There have been a lot of questions regarding the reopening of the beach. As most of you know, the City does not have jurisdiction over the beach. We have been dialoging with the County on a regular basis regarding strategies to provide access to the beach. However, we cannot make the decision to open the beach for our residents only, or any other select group, as many have written and called to request. When the beach is opened, even if on a limited use basis, we will not be able to restrict access and we will need to have sufficient personnel in place to enforce social distancing and limited use policies. Given the huge impact access to the beach will have on all our communities, the County must coordinate all beaches to open at the same time with the same guidelines. This will likely include Broward County as well. An isolated opening in any one area will bring an overwhelming amount of people to that area and create a very difficult situation to manage. Consequently, our discussions with County Mayor Gimenez have included the surrounding county managers (Broward, Monroe and Palm Beach). Every county and city that maintains access to a beach must be in a position to provide the enforcement resources to keep those on the beach safe and properly distanced once the beaches are opened, even if the opening is for a limited use basis. I hope this explanation provides some additional clarity on the decisions and coordination necessary when considering reopening beach access.

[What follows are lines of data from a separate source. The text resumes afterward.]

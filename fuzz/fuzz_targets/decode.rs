//! Arbitrary bytes through every reader accessor: failures must be errors,
//! never panics or out-of-bounds reads.
#![no_main]

use {
    flatmsg::{
        list::{BoolItems, BytesItems, EnumItems, PodItems, StructItems, TableItems, TextItems, UnionItems},
        read_message,
        schema::{read_field, write_field},
        Enum, StructSchema, TableSchema, MESSAGE_MAGIC,
    },
    libfuzzer_sys::fuzz_target,
};

struct Probe;

impl TableSchema for Probe {
    const MAGIC: u32 = 0x1BADB002;
    const DEFAULT: &'static [u8] = &[0; 64];
}

#[derive(Clone, Copy)]
struct Pair {
    a: u32,
    b: u32,
}

impl StructSchema for Pair {
    const WIDTH: usize = 8;

    fn read(src: &[u8]) -> Self {
        Self {
            a: read_field(src, 0),
            b: read_field(src, 4),
        }
    }

    fn write(&self, dst: &mut [u8]) {
        write_field(dst, 0, self.a);
        write_field(dst, 4, self.b);
    }
}

#[derive(Clone, Copy)]
enum Tri {
    A,
    B,
}

impl Enum for Tri {
    fn from_index(index: u8) -> Option<Self> {
        match index {
            0 => Some(Tri::A),
            1 => Some(Tri::B),
            _ => None,
        }
    }

    fn index(self) -> u8 {
        match self {
            Tri::A => 0,
            Tri::B => 1,
        }
    }
}

fn walk(data: &[u8]) {
    let Ok(table) = read_message::<Probe>(data) else {
        return;
    };
    for field in (0..64).step_by(2) {
        let _ = table.get_pod(field, 0u64);
        let _ = table.get_bit(field, (field % 8) as u32, false);
        let _ = table.get_optional::<u32>((field, 1), field + 2);
        let _ = table.get_enum::<Tri>(field, 255);
        let _ = table.get_struct::<Pair>(field);
        let _ = table.get_text(field);
        let _ = table.get_bytes(field);
        let _ = table.get_table::<Probe>(field);
        let _ = table.get_text_inplace(field);
        let _ = table.get_bytes_inplace(field);

        if let Ok(Some(list)) = table.get_list::<PodItems<u64>>(field) {
            for item in list.iter().take(1 << 12) {
                let _ = item;
            }
        }
        if let Ok(Some(list)) = table.get_list::<BoolItems>(field) {
            for item in list.iter().take(1 << 12) {
                let _ = item;
            }
        }
        if let Ok(Some(list)) = table.get_list::<EnumItems<Tri>>(field) {
            let _ = list.get(0);
        }
        if let Ok(Some(list)) = table.get_list::<StructItems<Pair>>(field) {
            let _ = list.get(0);
        }
        if let Ok(Some(list)) = table.get_list::<TextItems>(field) {
            for item in list.iter().take(1 << 10) {
                let _ = item;
            }
        }
        if let Ok(Some(list)) = table.get_list::<BytesItems>(field) {
            let _ = list.get(0);
        }
        if let Ok(Some(list)) = table.get_list::<TableItems<Probe>>(field) {
            for child in list.iter().take(64).flatten().flatten() {
                let _ = child.get_pod(0, 0u8);
                let _ = child.get_text(0);
            }
        }
        if let Ok(Some(list)) = table.get_list::<UnionItems>(field) {
            for slot in list.iter().take(1 << 10).flatten() {
                let _ = slot.variant();
                let _ = slot.get_text();
                let _ = slot.get_bytes();
                let _ = slot.get_table::<Probe>();
                let _ = slot.get_list::<PodItems<u32>>();
                let _ = slot.get_struct::<Pair>();
            }
        }
        if let Ok(Some(list)) = table.get_list_inplace::<PodItems<u32>>(field) {
            let _ = list.get(0);
        }

        let union = table.get_union(field);
        let _ = union.get_text();
        let _ = union.get_table::<Probe>();
        let inplace = table.get_union_inplace(field);
        let _ = inplace.get_bytes();
        let _ = inplace.get_struct::<Pair>();
    }
}

fuzz_target!(|data: &[u8]| {
    walk(data);

    // Stamping the message magic lets the fuzzer reach past the first gate.
    if data.len() >= 4 {
        let mut patched = data.to_vec();
        patched[..4].copy_from_slice(&MESSAGE_MAGIC.to_le_bytes());
        walk(&patched);
    }
});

Concurrently, we are putting in a great deal of effort to determine the best course of action for the reopening of businesses. Although parks and beach openings are more important to our residents, getting our businesses up and running in a safe and manageable way also needs to be considered as a top priority.

As I indicated above, I understand that these are very frustrating times for all of us. Additionally, we all will not likely agree on any one course of action. There are many residents that feel strongly we maintain the current course, with as much social isolation for as long as possible. Those residents have argued against opening up our parks and beaches. However, in the end we are all part of a much broader regional community that will dictate certain actions take place whether we agree with them or not. As described above, my bias is toward putting careful and thoughtful safety measures in place and take relaxing our current restrictions one small step at a time. It is to the benefit of all, especially our most vulnerable population, to take the time to get it right.

I hope this message provides you with some perspective into the events that are shaping my thinking on how to guide our City through these most unprecedented times. As you have heard by now many times – we are all in this together. As your City government, your safety and wellbeing will always be our highest priority. May God bless all of us.